The Arts: Creative Pursuits
Making music
LEWISTON – Richard Secord’s 75-year-old fingers wrapped around the neck of his guitar with ease, fluidly changing chords as he strummed song after song.
Without a moment’s pause, he recalled the lyrics to 30 songs, traditional country tunes by Hank Williams, Roy Acuff and Johnny Cash.
At first the renditions were slow. The aging singer’s voice warbled.
Then, Secord quickened the pace with a rockabilly rhythm and began to sing out:
“I hear the train a-comin’. It’s rollin’ round the bend. And I ain’t seen the sunshine since I don’t know when.”
As he began the Johnny Cash tune, Secord leaned forward. His eyes widened and the lines in his face seemed to fade.
“I feel his thoughts,” he later explained. “I know what he was thinking when he wrote the song.”
For a time, Secord had given up on music.
After decades of making country records and filling dance halls, his hearing suffered. His voice would slip out of key. He’d grow frustrated over his own performances.

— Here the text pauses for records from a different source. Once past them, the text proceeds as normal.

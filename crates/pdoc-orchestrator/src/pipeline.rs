//! # Per-Document Pipeline
//!
//! Runs one document type through every stage as one synchronous,
//! stateless unit:
//!
//! ```text
//! profile ─▶ analyze ┐
//!         └▶ adapt  ─┴▶ resolve template ─▶ synthesize ─▶ validate ─▶ score
//!            (Analyzed)                     (Generated)   (Validated)
//! ```
//!
//! The unit is CPU-bound and touches no shared mutable state, so a failed
//! run can be retried as a whole. Stage completions are reported through a
//! callback so the caller can drive request-level progress.

use std::sync::Arc;

use pdoc_analysis::{BusinessAnalysis, BusinessProfileAnalyzer, CulturalAdaptationEngine};
use pdoc_compliance::{ComplianceValidator, PersonalizationScorer};
use pdoc_core::{
    BusinessProfile, DocumentId, DocumentType, Language, OutputFormat, RequestId, Timestamp,
};
use pdoc_rules::RuleTables;
use pdoc_synthesis::{ContentSynthesizer, GenerationOptions, TemplateCatalog};
use serde::{Deserialize, Serialize};

use crate::error::GenerationError;
use crate::request::GeneratedDocument;

/// A stage one document type has finished.
#[derive(Debug, Clone, Copy, PartialEq, Eq, PartialOrd, Ord, Hash, Serialize, Deserialize)]
#[serde(rename_all = "snake_case")]
pub enum PipelineStage {
    /// Analysis and cultural adaptation returned.
    Analyzed,
    /// Content was synthesized.
    Generated,
    /// Validation and scoring returned.
    Validated,
}

impl PipelineStage {
    /// Number of stages each document type goes through.
    pub const COUNT: usize = 3;

    /// Stage units completed once this stage is reached.
    pub fn units(&self) -> usize {
        match self {
            Self::Analyzed => 1,
            Self::Generated => 2,
            Self::Validated => 3,
        }
    }
}

/// Everything one pipeline run needs, owned so it can move to a worker.
#[derive(Debug, Clone)]
pub struct PipelineJob {
    /// Owning request, for log context.
    pub request_id: RequestId,
    /// Type to generate.
    pub document_type: DocumentType,
    /// Profile with option overrides applied.
    pub profile: BusinessProfile,
    /// Output language.
    pub language: Language,
    /// Generation options.
    pub options: GenerationOptions,
    /// Format tag stamped on the document.
    pub output_format: OutputFormat,
}

/// The per-document-type pipeline over shared rule tables.
#[derive(Debug, Clone)]
pub struct DocumentPipeline {
    tables: Arc<RuleTables>,
    analyzer: BusinessProfileAnalyzer,
    cultural: CulturalAdaptationEngine,
    catalog: TemplateCatalog,
    synthesizer: ContentSynthesizer,
    validator: ComplianceValidator,
    scorer: PersonalizationScorer,
}

impl DocumentPipeline {
    /// Build every stage over `tables`.
    pub fn new(tables: Arc<RuleTables>) -> Self {
        Self {
            analyzer: BusinessProfileAnalyzer::new(tables.clone()),
            cultural: CulturalAdaptationEngine::new(tables.clone()),
            catalog: TemplateCatalog::new(tables.clone()),
            synthesizer: ContentSynthesizer::new(),
            validator: ComplianceValidator::new(tables.clone()),
            scorer: PersonalizationScorer::new(),
            tables,
        }
    }

    /// The rule tables every stage reads.
    pub fn tables(&self) -> &Arc<RuleTables> {
        &self.tables
    }

    /// The template catalog.
    pub fn catalog(&self) -> &TemplateCatalog {
        &self.catalog
    }

    /// The analysis stage alone.
    pub fn analyze(&self, profile: &BusinessProfile, document_type: DocumentType) -> BusinessAnalysis {
        self.analyzer.analyze(profile, document_type)
    }

    /// Run every stage for `job`, calling `report` after each one.
    pub fn run(
        &self,
        job: &PipelineJob,
        report: &mut dyn FnMut(PipelineStage),
    ) -> Result<GeneratedDocument, GenerationError> {
        let dt = job.document_type;
        let profile = &job.profile;

        let analysis = self.analyzer.analyze(profile, dt);
        let adaptation = self.cultural.adapt(profile, job.language);
        report(PipelineStage::Analyzed);

        let template = if job.options.industry_specific {
            self.catalog.resolve(dt, &profile.industry_type)
        } else {
            self.catalog.resolve_generic(dt)
        };
        if template.document_type != dt {
            return Err(GenerationError::TemplateResolutionFailure {
                document_type: dt,
                detail: format!(
                    "template {} is for {}",
                    template.id, template.document_type
                ),
            });
        }

        let content =
            self.synthesizer
                .synthesize(&template, profile, job.language, Some(&adaptation), &job.options);
        if content.sections.is_empty() {
            tracing::error!(
                request_id = %job.request_id.as_uuid(),
                document_type = %dt,
                template = %template.id,
                company = %profile.company_name,
                industry = %profile.industry_type,
                language = %job.language,
                template_sections = template.sections.len(),
                missing_patterns = ?content.metadata.missing_sections,
                included_sections = ?job.options.included_sections,
                "synthesis produced no sections"
            );
            let detail = if template.sections.is_empty() {
                format!("no section set is defined for {dt}")
            } else {
                format!(
                    "none of the {} template sections survived synthesis",
                    template.sections.len()
                )
            };
            return Err(GenerationError::InternalInconsistency {
                document_type: dt,
                detail,
            });
        }
        report(PipelineStage::Generated);

        let validation = self.validator.validate(&content, dt);
        let personalization_score = self.scorer.score(&content, &analysis);
        report(PipelineStage::Validated);

        tracing::info!(
            request_id = %job.request_id.as_uuid(),
            document_type = %dt,
            template = %template.id,
            sections = content.sections.len(),
            compliance = %validation.aggregate_score,
            status = %validation.overall_status,
            personalization = %personalization_score,
            "document generated"
        );

        Ok(GeneratedDocument {
            id: DocumentId::new(),
            document_type: dt,
            cultural_adaptation: content.cultural_adaptation.clone(),
            content,
            analysis,
            validation,
            personalization_score,
            generated_at: Timestamp::now(),
            output_format: job.output_format,
        })
    }
}

#[cfg(test)]
mod tests {
    use super::*;
    use pdoc_compliance::ComplianceStatus;
    use pdoc_core::{CommunicationStyle, Region};

    fn pipeline() -> DocumentPipeline {
        DocumentPipeline::new(Arc::new(RuleTables::builtin()))
    }

    fn job(document_type: DocumentType, industry: &str) -> PipelineJob {
        PipelineJob {
            request_id: RequestId::new(),
            document_type,
            profile: BusinessProfile::new("ABC Co", industry)
                .with_region(Region::South)
                .with_style(CommunicationStyle::Modern),
            language: Language::Vietnamese,
            options: GenerationOptions::default(),
            output_format: OutputFormat::Html,
        }
    }

    fn run(job: &PipelineJob) -> (Result<GeneratedDocument, GenerationError>, Vec<PipelineStage>) {
        let mut stages = Vec::new();
        let result = pipeline().run(job, &mut |stage| stages.push(stage));
        (result, stages)
    }

    #[test]
    fn privacy_policy_runs_every_stage() {
        let (result, stages) = run(&job(DocumentType::PrivacyPolicy, "technology"));
        let doc = result.unwrap();
        assert_eq!(
            stages,
            [PipelineStage::Analyzed, PipelineStage::Generated, PipelineStage::Validated]
        );
        assert_eq!(doc.document_type, DocumentType::PrivacyPolicy);
        assert_eq!(doc.content.metadata.document_type, doc.document_type);
        assert_eq!(doc.content.section_ids(), ["introduction", "data-collection", "legal-basis"]);
        assert_eq!(doc.cultural_adaptation, doc.content.cultural_adaptation);
        assert_eq!(doc.validation.overall_status, ComplianceStatus::Compliant);
        assert_eq!(doc.output_format, OutputFormat::Html);
    }

    #[test]
    fn missing_section_set_is_an_internal_inconsistency() {
        let (result, stages) = run(&job(DocumentType::VendorPrivacyAssessment, "technology"));
        let err = result.unwrap_err();
        assert!(matches!(
            err,
            GenerationError::InternalInconsistency {
                document_type: DocumentType::VendorPrivacyAssessment,
                ..
            }
        ));
        assert_eq!(stages, [PipelineStage::Analyzed]);
    }

    #[test]
    fn filtering_out_every_section_is_an_internal_inconsistency() {
        let mut j = job(DocumentType::PrivacyPolicy, "technology");
        j.options.included_sections = Some(vec!["not-a-section".to_string()]);
        let (result, _) = run(&j);
        assert!(result.unwrap_err().to_string().contains("survived synthesis"));
    }

    #[test]
    fn industry_specific_flag_selects_the_template() {
        let mut j = job(DocumentType::PrivacyPolicy, "healthcare");
        let (specific, _) = run(&j);
        assert!(specific.unwrap().content.section("sensitive-data").is_some());

        j.options.industry_specific = false;
        let (generic, _) = run(&j);
        let generic = generic.unwrap();
        assert!(generic.content.section("sensitive-data").is_none());
        assert!(generic.content.metadata.template_id.ends_with("generic"));
    }

    #[test]
    fn every_document_type_matches_its_template() {
        for dt in DocumentType::all() {
            if let (Ok(doc), _) = run(&job(*dt, "finance")) {
                assert_eq!(doc.document_type, *dt);
                assert_eq!(doc.content.metadata.document_type, *dt);
            }
        }
    }

    #[test]
    fn stage_units_are_ordered() {
        assert!(PipelineStage::Analyzed < PipelineStage::Validated);
        assert_eq!(PipelineStage::Validated.units(), PipelineStage::COUNT);
    }
}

“I quit several times,” he said.
Making music used to be easier.
Secord was only a boy when his mother bought him a guitar. At 12 years old, he taught himself to play.
“I was a kid; I didn’t know what I was doing,” he said. But he learned, and quickly became a performer.
By the time he was 19, he had begun making recordings with local musicians under the name “Dick C. Chord.” He worked as a DJ. He promoted concerts at area fairs through the Billy Burr Funorama. And he owned his own dance hall on Morrison’s Hill in Cumberland.
He held other jobs, too: driving buses and taxi cabs or racing horses in the harness racing circuit.
But his nights were for performing. He learned to get the people dancing and to create a catalog of hits, memorized and ready to play.
“I know it all up here,” he said, tapping the side of his head.
Secord is still playing for audiences.
He’s a regular at the Lisbon Teen Center’s all-ages open-mike nights, often filmed for public access cable TV.
The work keeps him going. The playing keeps him strong.
And he credits God. Each time he quit, God made him return to music, he said.
“He wakes me up early in the morning,” Secord said. He thinks about his songs and prays.
“I’m still on my knees,” he said.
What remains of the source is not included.